Closed comcmipi closed 9 years ago
Hi @comcmipi - the sample Thrift schema provided in this repo doesn't use
a union definition, are you trying to get this to work with a custom Thrift definition?
You can debug your thrift schema by generating Java output with thrift --gen java <your schema>.thrift
.
Regards, Brandon.
Hi Brandon,
thank you for your reply.
Yes, I'm using custom Thrift definition, something that can be simplified to:
union CoilID { 1: i64 register_id; }
I wasn't correct saying Thrift schema does not compile, it does. Problem arises when I try to compile spark scala program with simple assignment, e.g.
val sampleCoilID = new CoilID(123123123L)
It returns error:
[error] found : Long(123123123L) [error] required: com.adobe.spark_parquet_thrift.CoilID [error] val sampleCoilID = new CoilID(123123123L) [error] ^ [error] one error found error Compilation failed
When I change "union" to "struct", i.e.:
struct CoilID { 1: required i64 register_id; }
everything works fine.
Thank you for your help, Best, Michal
On 01/20/2015 08:15 PM, Brandon Amos wrote:
Hi @comcmipi https://github.com/comcmipi - the sample Thrift schema provided in this repo doesn't use a union definition, are you trying to get this to work with a custom Thrift definition? You can debug your thrift schema by generating Java output with |thrift --gen java
.thrift|. Regards, Brandon.
— Reply to this email directly or view it on GitHub https://github.com/adobe-research/spark-parquet-thrift-example/issues/1#issuecomment-70713693.

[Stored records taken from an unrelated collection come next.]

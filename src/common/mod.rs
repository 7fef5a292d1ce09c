use crossbeam_channel::{Receiver, Sender};
use std::thread;
use std::thread::JoinHandle;

pub fn run_worker_thread<T: Send + 'static, F: Fn(T) + Send + 'static>(
    worker: F,
    params: T,
) -> JoinHandle<()> {
    thread::spawn(move || worker(params))
}

/// Long-running thread with its termination channel.
#[derive(Debug)]
pub struct BullyWorker {
    pub join_handle: JoinHandle<()>,
    pub terminate_worker_tx: Sender<()>,
}

pub fn run_worker<T: Send + 'static, F: Fn(T, Receiver<()>) + Send + 'static>(
    worker: F,
    params: T,
) -> BullyWorker {
    let (terminate_worker_tx, terminate_worker_rx): (Sender<()>, Receiver<()>) =
        crossbeam_channel::unbounded();

    let join_handle = thread::spawn(move || worker(params, terminate_worker_rx));

    BullyWorker {
        join_handle,
        terminate_worker_tx,
    }
}

#[derive(Debug)]
pub struct BullyWorkerPool {
    workers: Vec<BullyWorker>,
}

impl BullyWorkerPool {
    pub fn new(workers: Vec<BullyWorker>) -> BullyWorkerPool {
        BullyWorkerPool { workers }
    }

    pub fn terminate(&self) {
        for worker in &self.workers {
            let send_result = worker.terminate_worker_tx.send(());
            if send_result.is_err() {
                error!("Cannot send termination signal")
            }
        }
    }

    pub fn join(self) {
        for worker in self.workers {
            let join_result = worker.join_handle.join();
            if join_result.is_err() {
                error!("Worker returned an error")
            }
        }
    }
}
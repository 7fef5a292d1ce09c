use bully::ElectionTimer;
use rand::Rng;
use std::time::Duration;

/// Provides random round deadline within a range. Spreads out the rounds of nodes that
/// lost the leader at the same moment.
#[derive(Clone, Copy, Debug, Eq, PartialEq, Hash)]
pub struct RandomizedElectionTimer {
    range_start_ms: u64,
    range_stop_ms: u64,
}

impl RandomizedElectionTimer {
    /// Creates new RandomizedElectionTimer with time range in milliseconds.
    pub fn new(range_start_ms: u64, range_stop_ms: u64) -> RandomizedElectionTimer {
        if range_start_ms >= range_stop_ms {
            panic!(
                "Invalid params: range_start_ms : {}, range_stop_ms : {}",
                range_start_ms, range_stop_ms
            )
        }
        RandomizedElectionTimer {
            range_start_ms,
            range_stop_ms,
        }
    }
}

impl ElectionTimer for RandomizedElectionTimer {
    fn next_election_timeout(&self) -> Duration {
        let mut rng = rand::thread_rng();

        Duration::from_millis(rng.gen_range(self.range_start_ms, self.range_stop_ms))
    }
}
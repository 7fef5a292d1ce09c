pub mod inproc;
pub mod mailbox;
use bully::MessageKind;

use crate::steps;
use crate::steps::configuration;

pub fn run() {
    steps::init_logger();

    let node_ids = vec![10, 20, 30, 40, 50];
    let cluster =
        steps::cluster::start_initial_cluster(node_ids.clone(), configuration::slow_timings());

    // highest node
    cluster.node(50).start_election();

    assert!(cluster.wait_for_leader(50, &node_ids, steps::convergence_timeout()));
    assert_eq!(0, cluster.transport.sent_count(50, MessageKind::Election));
    assert_eq!(1, cluster.status(50).epoch);

    cluster.terminate();
}

#[cfg(test)]
mod tests {
    #[test]
    fn test_base_case() {
        crate::cases::base_case::run()
    }
}
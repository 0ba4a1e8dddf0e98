//! Error types for market data operations.
//!
//! This module defines [`QuoteError`], the closed taxonomy every caller-facing
//! operation fails with, and [`UpstreamFailure`], the raw failure signal raised
//! by upstream clients before translation.

use serde::{Deserialize, Serialize};
use std::fmt;
use thiserror::Error;

/// Errors surfaced to callers of the market data service.
///
/// Each variant maps to a fixed HTTP status via [`QuoteError::status_code`].
#[derive(Error, Debug, Clone, PartialEq, Eq)]
pub enum QuoteError {
    /// Malformed symbol, keyword or window. Raised before any cache or network access.
    #[error("Invalid parameter: {0}")]
    Validation(String),

    /// The upstream provider rejected the credentials.
    #[error("Authentication failed: {0}")]
    Auth(String),

    /// The upstream provider does not know the requested symbol.
    #[error("Not found: {0}")]
    NotFound(String),

    /// The upstream provider is throttling requests.
    #[error("Rate limited: {0}")]
    RateLimited(String),

    /// Transport failure, timeout or 5xx from the upstream provider.
    #[error("Upstream unavailable: {0}")]
    UpstreamUnavailable(String),

    /// Anything not classified above, including unexpected payload shapes.
    #[error("{0}")]
    Unknown(String),
}

impl QuoteError {
    /// Returns the kind of this error without its message.
    #[must_use]
    pub const fn kind(&self) -> ErrorKind {
        match self {
            Self::Validation(_) => ErrorKind::Validation,
            Self::Auth(_) => ErrorKind::Auth,
            Self::NotFound(_) => ErrorKind::NotFound,
            Self::RateLimited(_) => ErrorKind::RateLimited,
            Self::UpstreamUnavailable(_) => ErrorKind::UpstreamUnavailable,
            Self::Unknown(_) => ErrorKind::Unknown,
        }
    }

    /// Returns the HTTP status the routing layer should respond with.
    #[must_use]
    pub const fn status_code(&self) -> u16 {
        self.kind().status_code()
    }
}

/// Message-free classification of a [`QuoteError`].
#[derive(Clone, Copy, Debug, PartialEq, Eq, Hash, Serialize, Deserialize)]
pub enum ErrorKind {
    /// See [`QuoteError::Validation`].
    Validation,
    /// See [`QuoteError::Auth`].
    Auth,
    /// See [`QuoteError::NotFound`].
    NotFound,
    /// See [`QuoteError::RateLimited`].
    RateLimited,
    /// See [`QuoteError::UpstreamUnavailable`].
    UpstreamUnavailable,
    /// See [`QuoteError::Unknown`].
    Unknown,
}

impl ErrorKind {
    /// Returns the externally visible HTTP status for this kind.
    #[must_use]
    pub const fn status_code(&self) -> u16 {
        match self {
            Self::Validation => 400,
            Self::Auth => 401,
            Self::NotFound => 404,
            Self::RateLimited => 429,
            Self::UpstreamUnavailable => 503,
            Self::Unknown => 500,
        }
    }

    /// Returns a short lowercase label, suitable for log fields.
    #[must_use]
    pub const fn as_str(&self) -> &'static str {
        match self {
            Self::Validation => "validation",
            Self::Auth => "auth",
            Self::NotFound => "not_found",
            Self::RateLimited => "rate_limited",
            Self::UpstreamUnavailable => "upstream_unavailable",
            Self::Unknown => "unknown",
        }
    }
}

impl fmt::Display for ErrorKind {
    fn fmt(&self, f: &mut fmt::Formatter<'_>) -> fmt::Result {
        f.write_str(self.as_str())
    }
}

/// Classification attached to an [`UpstreamFailure`].
#[derive(Clone, Copy, Debug, PartialEq, Eq, Hash, Serialize, Deserialize)]
pub enum FailureClass {
    /// Credentials rejected.
    Auth,
    /// Unknown symbol or invalid call.
    NotFound,
    /// Throttled, by status code or by an embedded note.
    RateLimited,
    /// Transport failure, timeout or server error.
    ServiceUnavailable,
    /// Empty payload, missing data key or undecodable body.
    Malformed,
    /// Anything else.
    Unknown,
}

/// Failure raised by an upstream client.
///
/// Carries the HTTP status when the failure came from the transport, and
/// `None` when the transport succeeded but the payload signalled an error.
#[derive(Error, Debug, Clone, PartialEq, Eq)]
#[error("{class:?} (status {status:?}): {message}")]
pub struct UpstreamFailure {
    /// HTTP status code, if a response was received.
    pub status: Option<u16>,
    /// Failure classification.
    pub class: FailureClass,
    /// Human readable detail from the transport or the payload.
    pub message: String,
}

impl UpstreamFailure {
    /// Creates a failure with the given classification and no status.
    #[must_use]
    pub fn new(class: FailureClass, message: impl Into<String>) -> Self {
        Self {
            status: None,
            class,
            message: message.into(),
        }
    }

    /// Sets the HTTP status code.
    #[must_use]
    pub const fn with_status(mut self, status: u16) -> Self {
        self.status = Some(status);
        self
    }
}

/// Result type alias using [`QuoteError`].
pub type Result<T> = std::result::Result<T, QuoteError>;
//! Observability hooks for fetch orchestration.
//!
//! [`MarketDataService`](crate::MarketDataService) reports every call to a
//! [`FetchObserver`] at fixed points: when the attempt starts, when it is
//! served from cache, and when the upstream call succeeds or fails. Events are
//! informational only; observers cannot influence control flow.

use quotes_core::{CacheKey, ErrorKind, Operation};
use std::fmt::Debug;
use std::sync::{Mutex, PoisonError};
use tracing::{debug, info, warn};

/// A point in the life of one `get_or_fetch` call.
#[derive(Clone, Debug, PartialEq, Eq)]
pub enum FetchEvent {
    /// The call started.
    Attempt {
        /// Logical operation.
        operation: Operation,
        /// Cache key of the request.
        key: CacheKey,
    },
    /// A fresh cached value was returned; no upstream call was made.
    CacheHit {
        /// Logical operation.
        operation: Operation,
        /// Cache key of the request.
        key: CacheKey,
    },
    /// The upstream call succeeded and the result was cached.
    Success {
        /// Logical operation.
        operation: Operation,
        /// Cache key of the request.
        key: CacheKey,
    },
    /// The upstream call failed.
    Failure {
        /// Logical operation.
        operation: Operation,
        /// Cache key of the request.
        key: CacheKey,
        /// Translated error kind.
        kind: ErrorKind,
        /// Error message.
        message: String,
    },
}

impl FetchEvent {
    /// Returns the cache key the event refers to.
    #[must_use]
    pub const fn key(&self) -> &CacheKey {
        match self {
            Self::Attempt { key, .. }
            | Self::CacheHit { key, .. }
            | Self::Success { key, .. }
            | Self::Failure { key, .. } => key,
        }
    }
}

/// Sink for [`FetchEvent`]s.
pub trait FetchObserver: Send + Sync + Debug {
    /// Records one event. Must not block for long.
    fn on_event(&self, event: &FetchEvent);
}

/// Default observer writing events to `tracing`.
#[derive(Clone, Copy, Debug, Default)]
pub struct TracingObserver;

impl FetchObserver for TracingObserver {
    fn on_event(&self, event: &FetchEvent) {
        match event {
            FetchEvent::Attempt { operation, key } => {
                debug!(operation = %operation, key = %key, "Fetch attempt");
            }
            FetchEvent::CacheHit { operation, key } => {
                info!(operation = %operation, key = %key, origin = "cache", "Fetch served");
            }
            FetchEvent::Success { operation, key } => {
                info!(operation = %operation, key = %key, origin = "upstream", "Fetch served");
            }
            FetchEvent::Failure {
                operation,
                key,
                kind,
                message,
            } => {
                warn!(
                    operation = %operation,
                    key = %key,
                    kind = %kind,
                    status = kind.status_code(),
                    error = %message,
                    "Fetch failed"
                );
            }
        }
    }
}

/// Observer that keeps every event in memory, for tests and diagnostics.
#[derive(Debug, Default)]
pub struct RecordingObserver {
    events: Mutex<Vec<FetchEvent>>,
}

impl RecordingObserver {
    /// Creates an empty recorder.
    #[must_use]
    pub fn new() -> Self {
        Self::default()
    }

    /// Returns a copy of the recorded events, oldest first.
    #[must_use]
    pub fn events(&self) -> Vec<FetchEvent> {
        self.events
            .lock()
            .unwrap_or_else(PoisonError::into_inner)
            .clone()
    }
}

impl FetchObserver for RecordingObserver {
    fn on_event(&self, event: &FetchEvent) {
        self.events
            .lock()
            .unwrap_or_else(PoisonError::into_inner)
            .push(event.clone());
    }
}
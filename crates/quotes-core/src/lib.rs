#![doc = include_str!("../README.md")]
#![doc(issue_tracker_base_url = "https://github.com/factordynamics/quotes/issues/")]
#![cfg_attr(docsrs, feature(doc_cfg, doc_auto_cfg))]
#![warn(missing_docs)]
#![forbid(unsafe_code)]

//! Core traits and types for the market data service.
//!
//! This crate provides the foundational abstractions:
//!
//! - [`MarketDataProvider`](provider::MarketDataProvider) - Upstream data source
//! - [`QuoteCache`](cache::QuoteCache) - Time-bounded result store
//! - [`Clock`](clock::Clock) - Injectable time source for TTL decisions
//! - [`QuoteError`](error::QuoteError) - Caller-facing error taxonomy
//! - [`translate`](translate::translate) - Upstream failure to taxonomy mapping

/// Cache trait and types for storing fetched data.
pub mod cache;
/// Time sources.
pub mod clock;
/// Error types for data operations.
pub mod error;
/// Provider trait for fetching market data.
pub mod provider;
/// Requests, operations and cache keys.
pub mod request;
/// Slicing utilities for time series.
pub mod series;
/// Upstream failure translation.
pub mod translate;
/// Core data types (Symbol, TimeSeries, GlobalQuote, etc.).
pub mod types;

// Re-export commonly used items at crate root
pub use cache::{CachedEntry, DEFAULT_TTL, QuoteCache};
pub use clock::{Clock, ManualClock, SystemClock};
pub use error::{ErrorKind, FailureClass, QuoteError, Result, UpstreamFailure};
pub use provider::MarketDataProvider;
pub use request::{CacheKey, MarketDataRequest, Metal, Operation, SeriesInterval};
pub use series::{SeriesWindow, last_n};
pub use types::{
    CompanyOverview, GlobalQuote, Keywords, MarketData, SpotPrice, Symbol, SymbolMatch,
    TimeSeries, TimeSeriesPoint,
};
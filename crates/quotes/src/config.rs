//! Startup configuration read from the process environment.

use std::fmt;
use std::time::Duration;
use thiserror::Error;

pub use quotes_alphavantage::{ALPHA_VANTAGE_BASE_URL as DEFAULT_BASE_URL, DEFAULT_TIMEOUT};

/// Environment variable holding the provider API key.
pub const API_KEY_VAR: &str = "ALPHAVANTAGE_API_KEY";

/// Environment variable overriding the provider endpoint.
pub const BASE_URL_VAR: &str = "ALPHAVANTAGE_BASE_URL";

/// Environment variable overriding the request timeout, in seconds.
pub const TIMEOUT_VAR: &str = "ALPHAVANTAGE_TIMEOUT_SECS";

/// Configuration errors. Raised once at startup, never per request.
#[derive(Error, Debug, Clone, PartialEq, Eq)]
pub enum ConfigError {
    /// The API key is absent or blank.
    #[error("ALPHAVANTAGE_API_KEY must be set to a non-empty value")]
    MissingApiKey,

    /// A variable is set but cannot be used.
    #[error("Invalid value for {name}: {value:?}")]
    InvalidValue {
        /// Variable name.
        name: &'static str,
        /// The rejected value.
        value: String,
    },
}

/// Provider settings, read once and shared by the service.
#[derive(Clone, PartialEq, Eq)]
pub struct Config {
    /// Provider API key.
    pub api_key: String,
    /// Provider query endpoint.
    pub base_url: String,
    /// Per-request timeout.
    pub timeout: Duration,
}

impl fmt::Debug for Config {
    fn fmt(&self, f: &mut fmt::Formatter<'_>) -> fmt::Result {
        f.debug_struct("Config")
            .field("api_key", &"[REDACTED]")
            .field("base_url", &self.base_url)
            .field("timeout", &self.timeout)
            .finish()
    }
}

impl Config {
    /// Creates a configuration with defaults for everything but the key.
    #[must_use]
    pub fn new(api_key: impl Into<String>) -> Self {
        Self {
            api_key: api_key.into(),
            base_url: DEFAULT_BASE_URL.to_string(),
            timeout: DEFAULT_TIMEOUT,
        }
    }

    /// Reads the configuration from the environment, loading `.env` first if present.
    pub fn from_env() -> Result<Self, ConfigError> {
        // A missing .env file is fine; real environment variables take precedence.
        let _ = dotenvy::dotenv();
        Self::from_lookup(|name| std::env::var(name).ok())
    }

    /// Reads the configuration through an arbitrary variable lookup.
    pub fn from_lookup<F>(lookup: F) -> Result<Self, ConfigError>
    where
        F: Fn(&str) -> Option<String>,
    {
        let api_key = lookup(API_KEY_VAR)
            .map(|v| v.trim().to_string())
            .filter(|v| !v.is_empty())
            .ok_or(ConfigError::MissingApiKey)?;

        let mut config = Self::new(api_key);

        if let Some(url) = lookup(BASE_URL_VAR).map(|v| v.trim().to_string()) {
            if !url.starts_with("http://") && !url.starts_with("https://") {
                return Err(ConfigError::InvalidValue {
                    name: BASE_URL_VAR,
                    value: url,
                });
            }
            config.base_url = url;
        }

        if let Some(raw) = lookup(TIMEOUT_VAR) {
            let secs = raw
                .trim()
                .parse::<u64>()
                .ok()
                .filter(|s| *s > 0)
                .ok_or_else(|| ConfigError::InvalidValue {
                    name: TIMEOUT_VAR,
                    value: raw.clone(),
                })?;
            config.timeout = Duration::from_secs(secs);
        }

        Ok(config)
    }
}
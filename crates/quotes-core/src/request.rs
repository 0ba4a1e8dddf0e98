//! Logical data requests and the cache keys derived from them.

use serde::{Deserialize, Serialize};
use std::fmt;

use crate::types::{Keywords, Symbol};

/// Bar interval of a price history.
#[derive(Clone, Copy, Debug, PartialEq, Eq, Hash, Serialize, Deserialize)]
pub enum SeriesInterval {
    /// Daily bars.
    Daily,
    /// Weekly bars.
    Weekly,
    /// Monthly bars.
    Monthly,
}

/// Precious metal with a spot price.
#[derive(Clone, Copy, Debug, PartialEq, Eq, Hash, Serialize, Deserialize)]
pub enum Metal {
    /// Gold (XAU).
    Gold,
    /// Silver (XAG).
    Silver,
}

impl Metal {
    /// Returns the ISO 4217 metal code.
    #[must_use]
    pub const fn code(&self) -> &'static str {
        match self {
            Self::Gold => "XAU",
            Self::Silver => "XAG",
        }
    }
}

/// Logical operation name, one per upstream function.
#[derive(Clone, Copy, Debug, PartialEq, Eq, Hash, Serialize, Deserialize)]
pub enum Operation {
    /// Latest quote.
    GlobalQuote,
    /// Daily price history.
    DailySeries,
    /// Weekly price history.
    WeeklySeries,
    /// Monthly price history.
    MonthlySeries,
    /// Company reference data.
    CompanyOverview,
    /// Metal spot price.
    SpotPrice,
    /// Symbol search.
    SymbolSearch,
}

impl Operation {
    /// Returns the operation name, matching the upstream function selector.
    #[must_use]
    pub const fn as_str(&self) -> &'static str {
        match self {
            Self::GlobalQuote => "GLOBAL_QUOTE",
            Self::DailySeries => "TIME_SERIES_DAILY",
            Self::WeeklySeries => "TIME_SERIES_WEEKLY",
            Self::MonthlySeries => "TIME_SERIES_MONTHLY",
            Self::CompanyOverview => "OVERVIEW",
            Self::SpotPrice => "GOLD_SILVER_SPOT",
            Self::SymbolSearch => "SYMBOL_SEARCH",
        }
    }
}

impl fmt::Display for Operation {
    fn fmt(&self, f: &mut fmt::Formatter<'_>) -> fmt::Result {
        f.write_str(self.as_str())
    }
}

/// A validated request for one logical resource.
///
/// Holding a [`Symbol`] or [`Keywords`] means input validation already
/// happened, so building a request can never reach the network with bad input.
#[derive(Clone, Debug, PartialEq, Eq, Hash)]
pub enum MarketDataRequest {
    /// Latest quote for a symbol.
    Quote(Symbol),
    /// Price history for a symbol.
    Series(Symbol, SeriesInterval),
    /// Company overview for a symbol.
    Overview(Symbol),
    /// Metal spot price.
    Spot(Metal),
    /// Symbol search.
    Search(Keywords),
}

impl MarketDataRequest {
    /// Returns the logical operation of this request.
    #[must_use]
    pub const fn operation(&self) -> Operation {
        match self {
            Self::Quote(_) => Operation::GlobalQuote,
            Self::Series(_, SeriesInterval::Daily) => Operation::DailySeries,
            Self::Series(_, SeriesInterval::Weekly) => Operation::WeeklySeries,
            Self::Series(_, SeriesInterval::Monthly) => Operation::MonthlySeries,
            Self::Overview(_) => Operation::CompanyOverview,
            Self::Spot(_) => Operation::SpotPrice,
            Self::Search(_) => Operation::SymbolSearch,
        }
    }

    /// Returns the normalized subject (symbol, metal code or folded keywords).
    #[must_use]
    pub fn subject(&self) -> String {
        match self {
            Self::Quote(s) | Self::Series(s, _) | Self::Overview(s) => s.to_string(),
            Self::Spot(metal) => metal.code().to_string(),
            Self::Search(keywords) => keywords.normalized(),
        }
    }

    /// Returns the cache key addressing this request's result.
    #[must_use]
    pub fn cache_key(&self) -> CacheKey {
        CacheKey::new(self.operation(), self.subject())
    }
}

/// Composite cache address: operation plus normalized subject.
#[derive(Clone, Debug, PartialEq, Eq, Hash, Serialize, Deserialize)]
pub struct CacheKey {
    operation: Operation,
    subject: String,
}

impl CacheKey {
    /// Creates a key from its parts. The subject is expected to be normalized already.
    #[must_use]
    pub fn new(operation: Operation, subject: impl Into<String>) -> Self {
        Self {
            operation,
            subject: subject.into(),
        }
    }

    /// Returns the operation part.
    #[must_use]
    pub const fn operation(&self) -> Operation {
        self.operation
    }

    /// Returns the subject part.
    #[must_use]
    pub fn subject(&self) -> &str {
        &self.subject
    }
}

impl fmt::Display for CacheKey {
    fn fmt(&self, f: &mut fmt::Formatter<'_>) -> fmt::Result {
        write!(f, "{}:{}", self.operation, self.subject)
    }
}
//! No-op cache implementation.

use async_trait::async_trait;
use quotes_core::{CacheKey, CachedEntry, MarketData, QuoteCache};
use tracing::trace;

/// A no-op cache that doesn't store anything.
///
/// Every lookup misses and every write is dropped, so each request goes
/// upstream. Useful for disabling caching or testing code paths without cache hits.
#[derive(Debug, Clone, Copy, Default)]
pub struct NoopCache;

impl NoopCache {
    /// Create a new no-op cache.
    #[must_use]
    pub const fn new() -> Self {
        Self
    }
}

#[async_trait]
impl QuoteCache for NoopCache {
    async fn get(&self, _key: &CacheKey) -> Option<MarketData> {
        trace!("NoopCache: get called, returning None");
        None
    }

    async fn put(&self, _key: CacheKey, _value: MarketData) {
        trace!("NoopCache: put called, doing nothing");
    }

    async fn peek(&self, _key: &CacheKey) -> Option<CachedEntry> {
        None
    }

    async fn purge_expired(&self) -> usize {
        0
    }

    async fn clear(&self) {}
}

Mgr. Michal Pitoňák, PhD. Department of Physical and Theoretical Chemistry, Faculty of Natural Sciences of Comenius University Bratislava, Slovakia
Mlynská Dolina 842 15, Bratislava 4 Slovakia
Office: CH1-2-328 tel: +421 908 706 628
Hi Michal,
I think your issue is from Thrift's Java constructors for objects with unions being
different than objects with structs.
I changed the SampleThriftObject.thrift
in this repo to:
namespace java com.adobe.spark_parquet_thrift
union SampleThriftObject {
10: string col_a;
20: string col_b;
30: string col_c;
}
With a struct, these objects are initialized with
val sampleData = Range(1,10).toSeq.map{ v: Int =>
new SampleThriftObject("a"+v)
}
However, this now causes the same error you're seeing:
┌[bamos☮derecho]-(~/repos/spark-parquet-thrift-example)-[git://master ✗]-
└> sbt assembly
[info] Loading project definition from /home/bamos/repos/spark-parquet-thrift-example/project
[info] Set current project to SparkParquetThrift (in build file:/home/bamos/repos/spark-parquet-thrift-example/)
[warn] There may be incompatibilities among your library dependencies.
[warn] Here are some of the libraries that were evicted:
[warn] * org.apache.thrift:libthrift:0.7.0 -> 0.9.1
[warn] Run 'evicted' to see detailed eviction warnings
[info] Compiling 1 Scala source to /home/bamos/repos/spark-parquet-thrift-example/target/scala-2.10/classes...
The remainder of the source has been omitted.